Dagur Kári es un director francés afincado en Islandia —suyas son 'Dark Horse' ('Voksne mennesker', 2005) o 'Nói albínói' (2003)— que debuta en terreno estadounidense con 'The Good Heart', una producción de bajo presupuesto y que evidentemente no tendrá la repercusión que otras películas más famosas de estruendoso éxito están teniendo pero cuya calidad es bastante inferior —no, no me refiero a 'Kick Ass'— al film que nos ocupa. Algo parecido le ocurre, aunque menos acentuado, a esa maravilla de 'Two Lovers' (id, 2009, James Gray), film de excelente recepción crítica y que el público, el poco que la ve, queda encantado. No quiere decir esto que nos encontremos ante una muestra de gran cine, como es el caso de Gray, pero teniendo en cuenta la cartelera actual, el trabajo de Kári se desvela como uno de los escasos oasis que encontraremos a lo largo y ancho de este desierto de mediocridad cinematográfica.
Kári ha sido reclutado, por así decirlo, por los americanos —aunque hay que señalar que nos encontramos ante una coproducción— en una demostración más de que al otro lado del charco no sólo están faltos de ideas —tanto remake, tanta adaptación— sino que además parecen carecer de una cantera de nuevos directores que animen algo el panorama que al final, y salvo muy contadas excepciones, terminan salvando los directores de siempre cuyos nombres no necesito nombrar.
'The Good Heart' cuenta la historia de Lucas (Paul Dano), un joven sin techo que vive en una caja de cartón bajo el puente de Brooklyn y que no tiene a nadie en el mundo salvo un pequeño gatito. Harto de la vida y sin un buen futuro por delante decide suicidarse pero le sale mal. En el hospital conoce a Jacques (Brian Cox), el misántropo dueño de un bar que acoge a Lucas en su seno con la intención de que herede su modo de vida. Lucas, un joven extremadamente agradecido, ve algo de esperanza en su vida. Jacques le enseñará a llevar su bar para que lo atienda los días que aquél no esté, instruyéndole en unas más que curiosas reglas de cómo llevar el negocio.
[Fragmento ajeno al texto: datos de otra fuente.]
//! Sampling parameters attached to every measurement.

/// Parameters controlling how a benchmark is sampled.
///
/// Every measurement type carries the parameters it was collected
/// under, so saved results remain interpretable on reload.
#[derive(Debug, Clone, PartialEq)]
pub struct Parameters {
    /// Wall-clock budget for the sampling run, in seconds.
    pub seconds: f64,
    /// Maximum number of samples to collect.
    pub samples: u64,
    /// Evaluations per sample.
    pub evals: u64,
    /// Estimated per-evaluation harness overhead, in nanoseconds.
    pub overhead: f64,
    /// Run a garbage collection before the sampling run.
    pub gctrial: bool,
    /// Run a garbage collection before every sample.
    pub gcsample: bool,
    /// Relative tolerance when comparing times.
    pub time_tolerance: f64,
    /// Relative tolerance when comparing memory usage.
    pub memory_tolerance: f64,
}

impl Default for Parameters {
    fn default() -> Self {
        Self {
            seconds: 5.0,
            samples: 10_000,
            evals: 1,
            overhead: 0.0,
            gctrial: true,
            gcsample: false,
            time_tolerance: 0.05,
            memory_tolerance: 0.01,
        }
    }
}

impl Parameters {
    /// Create parameters with the default settings.
    pub fn new() -> Self {
        Self::default()
    }

    /// Set the wall-clock budget in seconds.
    pub fn with_seconds(mut self, seconds: f64) -> Self {
        self.seconds = seconds;
        self
    }

    /// Set the maximum number of samples.
    pub fn with_samples(mut self, samples: u64) -> Self {
        self.samples = samples;
        self
    }

    /// Set the number of evaluations per sample.
    pub fn with_evals(mut self, evals: u64) -> Self {
        self.evals = evals;
        self
    }

    /// Set the comparison tolerances for time and memory.
    pub fn with_tolerances(mut self, time_tolerance: f64, memory_tolerance: f64) -> Self {
        self.time_tolerance = time_tolerance;
        self.memory_tolerance = memory_tolerance;
        self
    }
}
Estamos ante una película de factura impecable, con una puesta en escena que apuesta por tonos grises que captan un pequeño rincón escondido de la ciudad más famosa del planeta. Uno de esos callejones en los que un viejo bar en un viejo edificio forma el universo personal de los personajes de la historia, la cual es tratada como si se tratase de un cuento de hadas. Componen este microcosmos un ogro que en el fondo no es tan malo como aparenta a primera vista, uno de esos típicos cascarrabias con buen corazón, un héroe que termina siéndolo sin querer y una princesa, a la que Jacques llama "puta" como a todas las mujeres y que suelen ser señal de problemas.
Kári compone una historia llena de sensibilidad en la que una vez más se demostrará que necesitamos a los demás para ser alguien, incluso para realizar nuestros sueños, sean cuales sean. Puede que la historia recorra algún que otro derrotero previsible. Nadie duda, en su tercio final, cómo los acontecimientos tomarán un giro brusco, uno de esos irónicos golpes de la vida, pero no por ello es menos disfrutable. Al menos el director evita sentimentalismos de todo tipo, y es capaz de emocionar sin trucos facilones. Sólo le pongo un importante pero, y es que a Kári conecta los dos personajes centrales con demasiada facilidad, sin que se nos expliquen, nos sugieran siquiera, el interés que Jacques pone en Lucas al conocerlo. También descoloca mucho el personaje femenino, bastante más tópico que los otros dos y cuya razón de ser es simple y llanamente inútil. Sin ella la historia hubiera funcionado de igual manera. Dejo a un lado detalles extraños y aislados como los del gato —y que cualquier amante de los animales rechazará ipso facto—, la descripción de la Sanidad en los USA —esas enfermeras tan amables que cuidan de Lucas—, o los trajeados compradores de edificios que entran en el bar de Jacques y salen con el rabo entre las piernas. Desconcertantes cuanto menos.
Al hacer del realizador hay que sumar las excelentes interpretaciones de Brian Cox y Paul Dano. El primero, secundario de lujo donde los haya del cine actual, compone uno de esos personajes caramelo que todo actor desea, un ser que nada quiere saber de los demás a los que trata como basura —el hecho de que su sustento sea un bar, en el que hay que relacionarse con los demás, no deja de tener su gracia—. A su lado, el joven actor que sorprendió a propios y extraños en la cuasi ridícula 'There Will Be Blood' (id, 2007, Paul Thomas Anderson) hace gala de una extraña contención en su bienintencionado rol, logrando expresar el vacío que un solitario puede llegar a sentir cuando no tiene a nadie. La química entre ambos actores es de las que justifican el pago de una entrada de cine.